Records supplied Start Marker
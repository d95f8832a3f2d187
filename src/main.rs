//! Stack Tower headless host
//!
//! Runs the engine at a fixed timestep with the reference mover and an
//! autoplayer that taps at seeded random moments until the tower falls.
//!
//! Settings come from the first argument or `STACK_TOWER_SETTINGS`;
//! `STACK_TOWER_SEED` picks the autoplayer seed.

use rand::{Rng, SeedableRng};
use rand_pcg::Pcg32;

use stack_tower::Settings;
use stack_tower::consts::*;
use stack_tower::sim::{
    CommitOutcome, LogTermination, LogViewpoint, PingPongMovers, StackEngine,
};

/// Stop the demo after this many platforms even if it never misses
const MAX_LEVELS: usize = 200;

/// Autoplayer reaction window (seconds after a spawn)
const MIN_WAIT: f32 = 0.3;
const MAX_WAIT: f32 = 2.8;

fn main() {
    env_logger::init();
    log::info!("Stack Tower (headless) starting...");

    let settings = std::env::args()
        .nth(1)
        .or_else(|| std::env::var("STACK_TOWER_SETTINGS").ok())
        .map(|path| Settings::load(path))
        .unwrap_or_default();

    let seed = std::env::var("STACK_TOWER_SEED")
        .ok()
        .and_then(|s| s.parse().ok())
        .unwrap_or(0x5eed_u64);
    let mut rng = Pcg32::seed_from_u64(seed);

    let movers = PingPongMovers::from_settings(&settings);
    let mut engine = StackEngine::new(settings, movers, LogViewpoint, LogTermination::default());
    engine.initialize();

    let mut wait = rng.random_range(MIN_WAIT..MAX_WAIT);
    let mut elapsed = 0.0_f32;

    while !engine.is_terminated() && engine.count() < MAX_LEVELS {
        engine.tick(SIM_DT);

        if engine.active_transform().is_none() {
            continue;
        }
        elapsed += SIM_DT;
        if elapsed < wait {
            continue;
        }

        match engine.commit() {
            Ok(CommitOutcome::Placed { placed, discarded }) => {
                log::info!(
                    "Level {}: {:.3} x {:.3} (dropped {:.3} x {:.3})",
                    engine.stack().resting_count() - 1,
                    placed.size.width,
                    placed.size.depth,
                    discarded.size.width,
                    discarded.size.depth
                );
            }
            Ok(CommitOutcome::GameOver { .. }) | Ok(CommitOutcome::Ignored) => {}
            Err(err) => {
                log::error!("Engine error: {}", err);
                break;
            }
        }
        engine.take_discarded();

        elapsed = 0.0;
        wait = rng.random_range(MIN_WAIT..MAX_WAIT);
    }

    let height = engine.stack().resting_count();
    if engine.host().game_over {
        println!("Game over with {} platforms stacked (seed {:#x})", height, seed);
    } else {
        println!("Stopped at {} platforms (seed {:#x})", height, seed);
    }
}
Records supplied End Marker
**Goal of the exercise:** From the first line to the last, transcribe the listing exactly.

**Result of the task:**
repository d95f8832a3f2d187
filename src/main.rs
//! Stack Tower headless host
//!
//! Runs the engine at a fixed timestep with the reference mover and an
//! autoplayer that taps at seeded random moments until the tower falls.
//!
//! Settings come from the first argument or `STACK_TOWER_SETTINGS`;
//! `STACK_TOWER_SEED` picks the autoplayer seed.

use rand::{Rng, SeedableRng};
use rand_pcg::Pcg32;

use stack_tower::Settings;
use stack_tower::consts::*;
use stack_tower::sim::{
    CommitOutcome, LogTermination, LogViewpoint, PingPongMovers, StackEngine,
};

/// Stop the demo after this many platforms even if it never misses
const MAX_LEVELS: usize = 200;

/// Autoplayer reaction window (seconds after a spawn)
const MIN_WAIT: f32 = 0.3;
const MAX_WAIT: f32 = 2.8;

fn main() {
    env_logger::init();
    log::info!("Stack Tower (headless) starting...");

    let settings = std::env::args()
        .nth(1)
        .or_else(|| std::env::var("STACK_TOWER_SETTINGS").ok())
        .map(|path| Settings::load(path))
        .unwrap_or_default();

    let seed = std::env::var("STACK_TOWER_SEED")
        .ok()
        .and_then(|s| s.parse().ok())
        .unwrap_or(0x5eed_u64);
    let mut rng = Pcg32::seed_from_u64(seed);

    let movers = PingPongMovers::from_settings(&settings);
    let mut engine = StackEngine::new(settings, movers, LogViewpoint, LogTermination::default());
    engine.initialize();

    let mut wait = rng.random_range(MIN_WAIT..MAX_WAIT);
    let mut elapsed = 0.0_f32;

    while !engine.is_terminated() && engine.count() < MAX_LEVELS {
        engine.tick(SIM_DT);

        if engine.active_transform().is_none() {
            continue;
        }
        elapsed += SIM_DT;
        if elapsed < wait {
            continue;
        }

        match engine.commit() {
            Ok(CommitOutcome::Placed { placed, discarded }) => {
                log::info!(
                    "Level {}: {:.3} x {:.3} (dropped {:.3} x {:.3})",
                    engine.stack().resting_count() - 1,
                    placed.size.width,
                    placed.size.depth,
                    discarded.size.width,
                    discarded.size.depth
                );
            }
            Ok(CommitOutcome::GameOver { .. }) | Ok(CommitOutcome::Ignored) => {}
            Err(err) => {
                log::error!("Engine error: {}", err);
                break;
            }
        }
        engine.take_discarded();

        elapsed = 0.0;
        wait = rng.random_range(MIN_WAIT..MAX_WAIT);
    }

    let height = engine.stack().resting_count();
    if engine.host().game_over {
        println!("Game over with {} platforms stacked (seed {:#x})", height, seed);
    } else {
        println!("Stopped at {} platforms (seed {:#x})", height, seed);
    }
}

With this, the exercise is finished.